▸ **Your instructions**
Gather each line containing the string "ChatId" from these entries.

▸ **Records for processing**
────

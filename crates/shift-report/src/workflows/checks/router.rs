use std::sync::Arc;

use axum::{
    body::Bytes,
    extract::{Path, Query, State},
    http::StatusCode,
    response::{IntoResponse, Response},
    routing::{get, post},
    Router,
};
use chrono::NaiveDate;
use serde::Deserialize;
use serde_json::json;
use tracing::error;

use super::digest::ScheduledJob;
use super::domain::{ChatId, ReportId, ReportKind};
use super::service::{CheckWorkflowService, InboundEvent, ServiceError};
use crate::error::AppError;

/// Router exposing the event entry point, owner browse and job triggers.
pub fn checks_router(service: Arc<CheckWorkflowService>) -> Router {
    Router::new()
        .route("/api/v1/checks/events", post(event_handler))
        .route("/api/v1/checks/reports", get(reports_handler))
        .route("/api/v1/checks/reports/:report_id", get(report_handler))
        .route("/api/v1/checks/summary", get(summary_handler))
        .route("/api/v1/checks/jobs/:job", post(job_handler))
        .with_state(service)
}

#[derive(Debug, Deserialize)]
pub(crate) struct ReportsQuery {
    date: NaiveDate,
    #[serde(default)]
    kind: Option<String>,
}

#[derive(Debug, Deserialize)]
pub(crate) struct SummaryQuery {
    start: NaiveDate,
    end: NaiveDate,
}

#[derive(Debug, Default, Deserialize)]
struct JobRequest {
    #[serde(default)]
    target: Option<ChatId>,
}

pub(crate) async fn event_handler(
    State(service): State<Arc<CheckWorkflowService>>,
    axum::Json(event): axum::Json<InboundEvent>,
) -> Response {
    match service.handle(event) {
        Ok(reply) => (StatusCode::OK, axum::Json(reply)).into_response(),
        Err(err) => workflow_error(err),
    }
}

pub(crate) async fn reports_handler(
    State(service): State<Arc<CheckWorkflowService>>,
    Query(query): Query<ReportsQuery>,
) -> Response {
    let kind = match query.kind.as_deref().map(ReportKind::parse) {
        None => None,
        Some(Some(kind)) => Some(kind),
        Some(None) => return bad_request("unknown report kind"),
    };

    match service.reports_on(query.date, kind) {
        Ok(reports) => (StatusCode::OK, axum::Json(reports)).into_response(),
        Err(err) => workflow_error(err),
    }
}

pub(crate) async fn report_handler(
    State(service): State<Arc<CheckWorkflowService>>,
    Path(report_id): Path<u64>,
) -> Response {
    match service.report(ReportId(report_id)) {
        Ok(view) => (StatusCode::OK, axum::Json(view)).into_response(),
        Err(err) => workflow_error(err),
    }
}

pub(crate) async fn summary_handler(
    State(service): State<Arc<CheckWorkflowService>>,
    Query(query): Query<SummaryQuery>,
) -> Response {
    if query.end < query.start {
        return bad_request("end precedes start");
    }
    match service.summary(query.start, query.end) {
        Ok(summary) => (StatusCode::OK, axum::Json(summary)).into_response(),
        Err(err) => workflow_error(err),
    }
}

pub(crate) async fn job_handler(
    State(service): State<Arc<CheckWorkflowService>>,
    Path(job): Path<String>,
    body: Bytes,
) -> Response {
    let Some(job) = ScheduledJob::parse(&job) else {
        let payload = json!({ "error": format!("unknown job {job}") });
        return (StatusCode::NOT_FOUND, axum::Json(payload)).into_response();
    };
    let request = if body.is_empty() {
        JobRequest::default()
    } else {
        match serde_json::from_slice::<JobRequest>(&body) {
            Ok(request) => request,
            Err(err) => return bad_request(&err.to_string()),
        }
    };

    match service.run_job(job, request.target) {
        Ok(report) => (StatusCode::OK, axum::Json(report)).into_response(),
        Err(err) => workflow_error(err),
    }
}

fn bad_request(message: &str) -> Response {
    let payload = json!({ "error": message });
    (StatusCode::BAD_REQUEST, axum::Json(payload)).into_response()
}

fn workflow_error(err: ServiceError) -> Response {
    if !err.is_not_found() {
        error!(%err, "check workflow request failed");
    }
    AppError::from(err).into_response()
}
use crate::infra::AppState;
use axum::http::{header, StatusCode};
use axum::response::IntoResponse;
use axum::Extension;
use axum::Json;
use serde::Serialize;
use serde_json::json;
use shift_report::workflows::checks::{
    checks_router, ChatId, CheckWorkflowService, OutboundMessage,
};
use std::sync::Arc;

#[derive(Debug, Serialize)]
pub(crate) struct OutboxEntry {
    pub(crate) recipient: ChatId,
    pub(crate) message: OutboundMessage,
}

pub(crate) fn with_check_routes(service: Arc<CheckWorkflowService>) -> axum::Router {
    checks_router(service)
        .route("/health", axum::routing::get(healthcheck))
        .route("/ready", axum::routing::get(readiness_endpoint))
        .route("/metrics", axum::routing::get(metrics_endpoint))
        .route("/api/v1/outbox", axum::routing::get(outbox_endpoint))
}

pub(crate) async fn healthcheck() -> Json<serde_json::Value> {
    Json(json!({ "status": "ok" }))
}

pub(crate) async fn readiness_endpoint(Extension(state): Extension<AppState>) -> impl IntoResponse {
    let ready = state.readiness.load(std::sync::atomic::Ordering::Relaxed);
    let status = if ready {
        StatusCode::OK
    } else {
        StatusCode::SERVICE_UNAVAILABLE
    };

    let payload = if ready {
        json!({ "status": "ready" })
    } else {
        json!({ "status": "initializing" })
    };

    (status, Json(payload))
}

pub(crate) async fn metrics_endpoint(Extension(state): Extension<AppState>) -> impl IntoResponse {
    (
        StatusCode::OK,
        [(header::CONTENT_TYPE, "text/plain; version=0.0.4")],
        state.metrics.render(),
    )
}

/// Hands every queued outbound message to the chat gateway exactly once.
pub(crate) async fn outbox_endpoint(Extension(state): Extension<AppState>) -> Json<Vec<OutboxEntry>> {
    let entries = state
        .outbox
        .drain()
        .into_iter()
        .map(|(recipient, message)| OutboxEntry { recipient, message })
        .collect();
    Json(entries)
}

#[cfg(test)]
mod tests {
    use super::*;
    use shift_report::workflows::checks::{FanOut, RecordingTransport};
    use std::sync::atomic::AtomicBool;

    fn state(outbox: Arc<RecordingTransport>) -> AppState {
        let recorder = metrics_exporter_prometheus::PrometheusBuilder::new().build_recorder();
        AppState {
            readiness: Arc::new(AtomicBool::new(true)),
            metrics: Arc::new(recorder.handle()),
            outbox,
        }
    }

    #[tokio::test]
    async fn outbox_is_drained_once() {
        let outbox = Arc::new(RecordingTransport::default());
        FanOut::new(outbox.clone()).send(
            &[ChatId(7), ChatId(8)],
            &[OutboundMessage::text("Sent for review")],
        );

        let Json(first) = outbox_endpoint(Extension(state(outbox.clone()))).await;
        assert_eq!(first.len(), 2);
        assert_eq!(first[0].recipient, ChatId(7));

        let Json(second) = outbox_endpoint(Extension(state(outbox))).await;
        assert!(second.is_empty());
    }

    #[tokio::test]
    async fn readiness_reflects_flag() {
        let app_state = state(Arc::new(RecordingTransport::default()));
        app_state
            .readiness
            .store(false, std::sync::atomic::Ordering::Relaxed);

        let response = readiness_endpoint(Extension(app_state)).await.into_response();
        assert_eq!(response.status(), StatusCode::SERVICE_UNAVAILABLE);
    }
}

────

▸ **Solution for this exercise**
use super::domain::{ChatId, ReportId, ReportKind};
    target: Option<ChatId>,
    checks_router, ChatId, CheckWorkflowService, OutboundMessage,
    pub(crate) recipient: ChatId,
            &[ChatId(7), ChatId(8)],
        assert_eq!(first[0].recipient, ChatId(7));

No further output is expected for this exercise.